AtoM Heratio — IIIF AI Extraction

Feature Overview

Component: IiifAiService (ahgAIPlugin) Version: 2.8.2 Category: AI & Automation / Digital Preservation Publisher: The Archive and Heritage Group (Pty) Ltd


Summary

The IIIF AI Extraction module bridges the IIIF Viewer plugin (ahgIiifPlugin) with the AI Services plugin (ahgAIPlugin), enabling automated metadata extraction from digitized archival images.

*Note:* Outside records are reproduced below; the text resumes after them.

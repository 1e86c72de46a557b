//! Deduplicated, expiring view of one conversation.

use crate::delivery::ReconcileReport;
use crate::session::RenderedMessage;
use chrono::{DateTime, Utc};
use std::collections::{BTreeMap, HashMap, HashSet};
use vanish_types::{ConversationKey, EnvelopeId, Identity, MessageEnvelope};

struct Entry {
    message: RenderedMessage,
    seen_at: DateTime<Utc>,
}

/// Messages between two identities, ordered by `createdAt` then id.
///
/// Push and reconciliation may both deliver an envelope; `ingest` keeps the
/// first copy. Entries leave the view when they expire or when a snapshot
/// taken after they were seen no longer contains them.
pub struct Conversation {
    key: ConversationKey,
    entries: BTreeMap<(DateTime<Utc>, EnvelopeId), Entry>,
    index: HashMap<EnvelopeId, DateTime<Utc>>,
}

impl Conversation {
    pub fn new(a: Identity, b: Identity) -> Self {
        Self {
            key: ConversationKey::new(a, b),
            entries: BTreeMap::new(),
            index: HashMap::new(),
        }
    }

    pub fn key(&self) -> &ConversationKey {
        &self.key
    }

    pub fn contains(&self, id: &EnvelopeId) -> bool {
        self.index.contains_key(id)
    }

    /// True if `envelope` belongs here, is unseen, and has not expired.
    /// Checked before decrypting so duplicates are never opened twice.
    pub fn wants(&self, envelope: &MessageEnvelope, now: DateTime<Utc>) -> bool {
        self.key.contains(envelope.sender())
            && self.key.contains(envelope.receiver())
            && !envelope.is_expired_at(now)
            && !self.contains(&envelope.id())
    }

    pub fn ingest(&mut self, message: RenderedMessage) -> bool {
        self.ingest_at(message, Utc::now())
    }

    /// Adds a rendered message. Returns false for duplicates, expired
    /// messages and messages from another conversation.
    pub fn ingest_at(&mut self, message: RenderedMessage, now: DateTime<Utc>) -> bool {
        if !(self.key.contains(&message.sender) && self.key.contains(&message.receiver))
            || message.is_expired_at(now)
            || self.contains(&message.id)
        {
            return false;
        }
        self.index.insert(message.id, message.created_at);
        self.entries.insert(
            (message.created_at, message.id),
            Entry {
                message,
                seen_at: now,
            },
        );
        true
    }

    pub fn apply_snapshot(&mut self, report: &ReconcileReport) -> usize {
        self.apply_snapshot_at(report, Utc::now())
    }

    /// Drops every entry that has expired at `now`, and every entry seen
    /// before the snapshot started that the snapshot no longer lists.
    /// Returns the number dropped.
    pub fn apply_snapshot_at(&mut self, report: &ReconcileReport, now: DateTime<Utc>) -> usize {
        let live: HashSet<EnvelopeId> = report.ids().collect();
        self.remove_where(|id, entry| {
            entry.message.is_expired_at(now)
                || (entry.seen_at <= report.started_at && !live.contains(id))
        })
    }

    pub fn prune_expired(&mut self, now: DateTime<Utc>) -> usize {
        self.remove_where(|_, entry| entry.message.is_expired_at(now))
    }

    pub fn messages(&self) -> impl Iterator<Item = &RenderedMessage> {
        self.entries.values().map(|entry| &entry.message)
    }

    pub fn len(&self) -> usize {
        self.entries.len()
    }

    pub fn is_empty(&self) -> bool {
        self.entries.is_empty()
    }

    fn remove_where(&mut self, mut doomed: impl FnMut(&EnvelopeId, &Entry) -> bool) -> usize {
        let before = self.entries.len();
        self.entries.retain(|(_, id), entry| !doomed(id, entry));
        let entries = &self.entries;
        self.index
            .retain(|id, created_at| entries.contains_key(&(*created_at, *id)));
        before - self.entries.len()
    }
}
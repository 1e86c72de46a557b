mod support;

use chrono::Utc;
use pretty_assertions::assert_eq;
use std::time::Duration;
use support::{id, test_config, Harness};
use vanish_relay::{Conversation, MessageBody, RelayError, VanishConfig, UNREADABLE_MARKER};
use vanish_types::{MessageEnvelope, SealedPayload};
use vanish_vault::{Directory, VaultError};

#[tokio::test]
async fn alice_to_bob_with_short_ttl_vanishes() {
    let harness = Harness::with_config(VanishConfig {
        ttl_seconds: 2,
        ..test_config()
    });
    let alice = harness.started_session("alice").await;
    let bob = harness.started_session("bob").await;

    let sent = alice.send_text(&id("bob"), "hello").await.unwrap();
    assert_eq!(sent.ttl(), chrono::Duration::seconds(2));

    let rendered = bob.read(&sent).await.unwrap();
    assert_eq!(rendered.body, MessageBody::Text("hello".into()));
    assert_eq!(rendered.sender, id("alice"));

    let channel = harness.channel();
    assert_eq!(channel.history(&id("alice"), &id("bob")).await.unwrap().len(), 1);

    tokio::time::sleep(Duration::from_secs(3)).await;
    assert!(channel.history(&id("alice"), &id("bob")).await.unwrap().is_empty());
}

#[tokio::test]
async fn unknown_recipient_is_reported() {
    let harness = Harness::new();
    let alice = harness.started_session("alice").await;

    let err = alice.send_text(&id("carol"), "anyone?").await.unwrap_err();
    assert!(matches!(err, RelayError::RecipientUnknown(ref who) if who == &id("carol")));
    assert!(!err.is_transient());
}

#[tokio::test]
async fn corrupted_directory_key_is_an_encryption_error() {
    let harness = Harness::new();
    let alice = harness.started_session("alice").await;
    harness
        .directory
        .set_public_key(&id("mallory"), b"truncated-key")
        .await
        .unwrap();

    let err = alice.send_text(&id("mallory"), "hi").await.unwrap_err();
    assert!(
        matches!(err, RelayError::Crypto(vanish_crypto::CryptoError::Encryption(_))),
        "got {err:?}"
    );
}

#[tokio::test]
async fn tampered_envelope_renders_unreadable_marker() {
    let harness = Harness::new();
    let alice = harness.started_session("alice").await;
    let bob = harness.started_session("bob").await;

    let sealed = alice.seal_text(&id("bob"), "secret").await.unwrap();
    let mut payload = sealed.payload().clone();
    payload.ciphertext[0] ^= 0x01;
    let tampered = MessageEnvelope::from_parts(
        sealed.sender().clone(),
        sealed.receiver().clone(),
        payload,
        sealed.created_at(),
        sealed.expires_at(),
    )
    .unwrap();

    let rendered = bob.read(&tampered).await.unwrap();
    assert_eq!(rendered.body, MessageBody::Unreadable);
    assert_eq!(rendered.body.to_string(), UNREADABLE_MARKER);
    assert!(!rendered.is_readable());
}

#[tokio::test]
async fn invalid_utf8_renders_unreadable() {
    let harness = Harness::new();
    let _alice = harness.started_session("alice").await;
    let bob = harness.started_session("bob").await;

    let der = harness.directory.get_public_key(&id("bob")).await.unwrap();
    let sealed = vanish_crypto::seal(&[0xff, 0xfe, 0xfd], &der).unwrap();
    let envelope = MessageEnvelope::new(
        id("alice"),
        id("bob"),
        sealed,
        Utc::now(),
        chrono::Duration::seconds(60),
    )
    .unwrap();

    assert_eq!(bob.read(&envelope).await.unwrap().body, MessageBody::Unreadable);
}

#[tokio::test]
async fn one_bad_envelope_does_not_break_the_view() {
    let harness = Harness::new();
    let alice = harness.started_session("alice").await;
    let bob = harness.started_session("bob").await;

    let good = alice.send_text(&id("bob"), "fine").await.unwrap();
    let garbage = MessageEnvelope::new(
        id("alice"),
        id("bob"),
        SealedPayload {
            ciphertext: vec![1, 2, 3],
            wrapped_key: vec![4; 104],
            nonce: [5; 12],
        },
        Utc::now(),
        chrono::Duration::seconds(60),
    )
    .unwrap();

    let rendered = bob.read_all(&[good, garbage]).await.unwrap();
    let bodies: Vec<String> = rendered.iter().map(|m| m.body.to_string()).collect();
    assert_eq!(bodies, vec!["fine".to_string(), UNREADABLE_MARKER.to_string()]);
}

#[tokio::test]
async fn sender_sees_own_text() {
    let harness = Harness::new();
    let alice = harness.started_session("alice").await;
    let _bob = harness.started_session("bob").await;

    let sent = alice.send_text(&id("bob"), "note to bob").await.unwrap();
    let rendered = alice.read(&sent).await.unwrap();
    assert_eq!(rendered.body, MessageBody::Text("note to bob".into()));
}

#[tokio::test]
async fn third_party_cannot_read() {
    let harness = Harness::new();
    let alice = harness.started_session("alice").await;
    let _bob = harness.started_session("bob").await;
    let eve = harness.started_session("eve").await;

    let sent = alice.send_text(&id("bob"), "not for eve").await.unwrap();
    assert_eq!(eve.read(&sent).await.unwrap().body, MessageBody::Unreadable);
}

#[tokio::test]
async fn reading_without_local_key_asks_for_provisioning() {
    let harness = Harness::new();
    let alice = harness.started_session("alice").await;
    let _bob = harness.started_session("bob").await;
    let sent = alice.send_text(&id("bob"), "hi").await.unwrap();

    // A fresh device for bob that never ran `start`.
    let new_device = harness.session("bob");
    let err = new_device.read(&sent).await.unwrap_err();
    assert!(
        matches!(err, RelayError::Vault(VaultError::NoLocalKey(_))),
        "got {err:?}"
    );
}

#[tokio::test]
async fn start_is_idempotent_and_publishes_once() {
    let harness = Harness::new();
    let alice = harness.session("alice");
    alice.start().await.unwrap();
    let first = harness.directory.get_public_key(&id("alice")).await.unwrap();
    alice.start().await.unwrap();
    let second = harness.directory.get_public_key(&id("alice")).await.unwrap();
    assert_eq!(first, second);
}

#[tokio::test]
async fn opening_twice_yields_same_text() {
    let harness = Harness::new();
    let alice = harness.started_session("alice").await;
    let bob = harness.started_session("bob").await;

    let sent = alice.send_text(&id("bob"), "twice").await.unwrap();
    let a = bob.read(&sent).await.unwrap();
    let b = bob.read(&sent).await.unwrap();
    assert_eq!(a, b);
}

#[tokio::test]
async fn conversation_forgets_vanished_messages() {
    let harness = Harness::with_config(VanishConfig {
        ttl_seconds: 1,
        ..test_config()
    });
    let alice = harness.started_session("alice").await;
    let bob = harness.started_session("bob").await;
    alice.send_text(&id("bob"), "brief").await.unwrap();

    let mut conversation = Conversation::new(id("bob"), id("alice"));
    let report = bob
        .channel()
        .reconcile(&id("bob"), &id("alice"), |_| {})
        .await
        .unwrap();
    assert_eq!(bob.ingest_snapshot(&mut conversation, &report).await.unwrap(), 1);
    assert_eq!(conversation.len(), 1);

    tokio::time::sleep(Duration::from_millis(1500)).await;
    let report = bob
        .channel()
        .reconcile(&id("bob"), &id("alice"), |_| {})
        .await
        .unwrap();
    assert!(report.is_empty());
    assert_eq!(bob.ingest_snapshot(&mut conversation, &report).await.unwrap(), 0);
    assert!(conversation.is_empty());
}

#[tokio::test]
async fn publish_failure_surfaces_directory_outage() {
    let harness = Harness::new();
    let alice = harness.started_session("alice").await;
    let _bob = harness.started_session("bob").await;
    harness.directory.set_offline(true);

    let err = alice.send_text(&id("bob"), "hello?").await.unwrap_err();
    assert!(err.is_transient(), "got {err:?}");
}
use base64::{engine::general_purpose::STANDARD, Engine};
use vanish_crypto::{IdentityKeyPair, RecipientKey};
use vanish_relay::{HttpDirectory, VanishConfig};
use vanish_types::Identity;
use vanish_vault::{Directory, DirectoryError};
use wiremock::matchers::{body_json, method, path};
use wiremock::{Mock, MockServer, ResponseTemplate};

fn setup(server: &MockServer) -> HttpDirectory {
    let config = VanishConfig {
        directory_base_url: server.uri(),
        request_timeout_secs: 5,
        ..VanishConfig::default()
    };
    HttpDirectory::new(&config).unwrap()
}

fn id(s: &str) -> Identity {
    Identity::new(s).unwrap()
}

// ── Lookup ──

#[tokio::test]
async fn get_public_key_decodes_base64_spki() {
    let server = MockServer::start().await;
    let keypair = IdentityKeyPair::generate().unwrap();
    Mock::given(method("GET"))
        .and(path("/userPublicKey/bob"))
        .respond_with(
            ResponseTemplate::new(200)
                .set_body_json(serde_json::json!({ "publicKey": keypair.public_key().to_base64() })),
        )
        .mount(&server)
        .await;

    let der = setup(&server).get_public_key(&id("bob")).await.unwrap();
    assert_eq!(RecipientKey::from_spki_der(&der).unwrap(), *keypair.public_key());
}

#[tokio::test]
async fn get_public_key_404_is_not_found() {
    let server = MockServer::start().await;
    Mock::given(method("GET"))
        .and(path("/userPublicKey/carol"))
        .respond_with(
            ResponseTemplate::new(404)
                .set_body_json(serde_json::json!({ "error": "Public key not found" })),
        )
        .mount(&server)
        .await;

    let err = setup(&server).get_public_key(&id("carol")).await.unwrap_err();
    assert_eq!(err, DirectoryError::NotFound(id("carol")));
}

#[tokio::test]
async fn null_public_key_is_not_found() {
    let server = MockServer::start().await;
    Mock::given(method("GET"))
        .and(path("/userPublicKey/dave"))
        .respond_with(ResponseTemplate::new(200).set_body_json(serde_json::json!({ "publicKey": null })))
        .mount(&server)
        .await;

    let err = setup(&server).get_public_key(&id("dave")).await.unwrap_err();
    assert!(matches!(err, DirectoryError::NotFound(_)));
}

#[tokio::test]
async fn server_error_is_transient() {
    let server = MockServer::start().await;
    Mock::given(method("GET"))
        .and(path("/userPublicKey/bob"))
        .respond_with(ResponseTemplate::new(500))
        .mount(&server)
        .await;

    let err = setup(&server).get_public_key(&id("bob")).await.unwrap_err();
    assert!(err.is_transient(), "got {err:?}");
}

#[tokio::test]
async fn bad_base64_is_rejected() {
    let server = MockServer::start().await;
    Mock::given(method("GET"))
        .and(path("/userPublicKey/bob"))
        .respond_with(ResponseTemplate::new(200).set_body_json(serde_json::json!({ "publicKey": "%%%" })))
        .mount(&server)
        .await;

    let err = setup(&server).get_public_key(&id("bob")).await.unwrap_err();
    assert!(matches!(err, DirectoryError::Rejected(_)), "got {err:?}");
}

#[tokio::test]
async fn identity_is_percent_encoded_in_path() {
    let server = MockServer::start().await;
    Mock::given(method("GET"))
        .and(path("/userPublicKey/bob%20smith"))
        .respond_with(ResponseTemplate::new(404))
        .expect(1)
        .mount(&server)
        .await;

    let err = setup(&server).get_public_key(&id("bob smith")).await.unwrap_err();
    assert!(matches!(err, DirectoryError::NotFound(_)));
}

#[tokio::test]
async fn unreachable_directory_is_transient() {
    let config = VanishConfig {
        directory_base_url: "http://127.0.0.1:9".into(),
        request_timeout_secs: 2,
        ..VanishConfig::default()
    };
    let directory = HttpDirectory::new(&config).unwrap();
    let err = directory.get_public_key(&id("bob")).await.unwrap_err();
    assert!(err.is_transient(), "got {err:?}");
}

// ── Publish ──

#[tokio::test]
async fn set_public_key_posts_username_and_base64() {
    let server = MockServer::start().await;
    let keypair = IdentityKeyPair::generate().unwrap();
    let der = keypair.public_key().to_spki_der();

    Mock::given(method("POST"))
        .and(path("/updatePublicKey"))
        .and(body_json(serde_json::json!({
            "username": "alice",
            "publicKey": STANDARD.encode(&der),
        })))
        .respond_with(ResponseTemplate::new(200).set_body_json(serde_json::json!({ "success": true })))
        .expect(1)
        .mount(&server)
        .await;

    setup(&server).set_public_key(&id("alice"), &der).await.unwrap();
}

#[tokio::test]
async fn set_public_key_client_error_is_rejected() {
    let server = MockServer::start().await;
    Mock::given(method("POST"))
        .and(path("/updatePublicKey"))
        .respond_with(ResponseTemplate::new(400))
        .mount(&server)
        .await;

    let err = setup(&server)
        .set_public_key(&id("alice"), b"key")
        .await
        .unwrap_err();
    assert!(matches!(err, DirectoryError::Rejected(_)));
    assert!(!err.is_transient());
}

#[tokio::test]
async fn base_url_with_path_prefix_is_respected() {
    let server = MockServer::start().await;
    Mock::given(method("GET"))
        .and(path("/api/userPublicKey/bob"))
        .respond_with(ResponseTemplate::new(404))
        .expect(1)
        .mount(&server)
        .await;

    let config = VanishConfig {
        directory_base_url: format!("{}/api/", server.uri()),
        ..VanishConfig::default()
    };
    let directory = HttpDirectory::new(&config).unwrap();
    assert!(matches!(
        directory.get_public_key(&id("bob")).await,
        Err(DirectoryError::NotFound(_))
    ));
}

It provides a unified pipeline that orchestrates OCR, Named Entity Recognition (NER), translation, summarization, and face detection against IIIF-served images via an external AI server.

Key Features

Automated Extraction Pipeline

  • OCR — Extracts text from digitized documents (manuscripts, typed records, printed material) using Tesseract via the external AI server
  • Named Entity Recognition — Identifies persons, organizations, places, and dates from OCR text using spaCy NLP models
  • Translation — Translates extracted text between language pairs using Argos Translate
  • Summarization — Generates concise summaries of extracted text content
  • Face Detection — Detects human faces in photographic material for potential authority record matching

Architecture

  • External AI Server: All AI processing is performed by a dedicated server (http://<host>:5004/ai/v1), keeping AtoM's web server lightweight
  • Bridge Pattern: IiifAiService composes existing services (NerService, IIIF annotation services) rather than duplicating functionality
  • Configurable Pipeline: Each extraction step can be enabled/disabled independently per request
  • Batch Processing: Supports processing all digital objects for an information object in a single call

Data Storage

  • OCR text stored in iiif_ocr_text and iiif_ocr_block tables (existing IIIF infrastructure)
  • NER entities stored in ahg_ner_entity table (existing AI infrastructure)
  • Annotations stored in iiif_annotation and iiif_annotation_body tables (W3C Web Annotation model)
  • Extraction history tracked in ai_iiif_extraction table (new)

Settings Integration

  • AI server URL, API key, and timeout configurable via Admin > AHG Settings > AI Services
  • Settings consolidated into ahg_ai_settings table (single source of truth)
  • Backward-compatible fallback to legacy ahg_ner_settings table during migration period
  • Per-feature toggles for OCR, NER, translation, summarization, and face detection

Extraction Tracking

  • Every extraction operation logged with status, duration, error messages, and result counts
  • Status dashboard shows extraction coverage across the collection
  • Statistics API for reporting on AI processing activity

Database Tables

Table Purpose
ai_iiif_extraction Extraction job log — tracks each pipeline run per digital object
ahg_ai_settings Consolidated AI settings (feature + setting_key + value)
iiif_ocr_text Full OCR text per digital object (existing)
iiif_ocr_block OCR text blocks with coordinates (existing)
ahg_ner_entity Extracted named entities (existing)
iiif_annotation W3C Web Annotations (existing)

Technical Requirements

Requirement Details
AtoM Heratio v2.8.2+ with atom-framework
Plugins Required ahgAIPlugin, ahgIiifPlugin
External AI Server Python server with spaCy, Argos Translate, Tesseract
AI Server Endpoint http://<host>:5004/ai/v1
PHP 8.3+
MySQL 8.0+

Standards Compliance

  • W3C Web Annotation Data Model — NER and face detection results stored as IIIF annotations
  • IIIF Presentation API 3.0 — Compatible with IIIF manifests and canvases
  • OAIS — Extracted metadata enriches Archival Information Packages (AIPs)

Use Cases

  1. Bulk OCR of digitized collections — Process thousands of scanned documents to make them full-text searchable
  2. Automated entity extraction — Identify people, places, and organizations mentioned in archival documents
  3. Multi-language collections — Translate extracted text for cross-language discovery
  4. Photographic archives — Detect faces in historical photographs for authority record linking
  5. Collection summarization — Generate concise descriptions of lengthy archival documents

AtoM Heratio is developed by The Archive and Heritage Group (Pty) Ltd for GLAM and DAM institutions worldwide.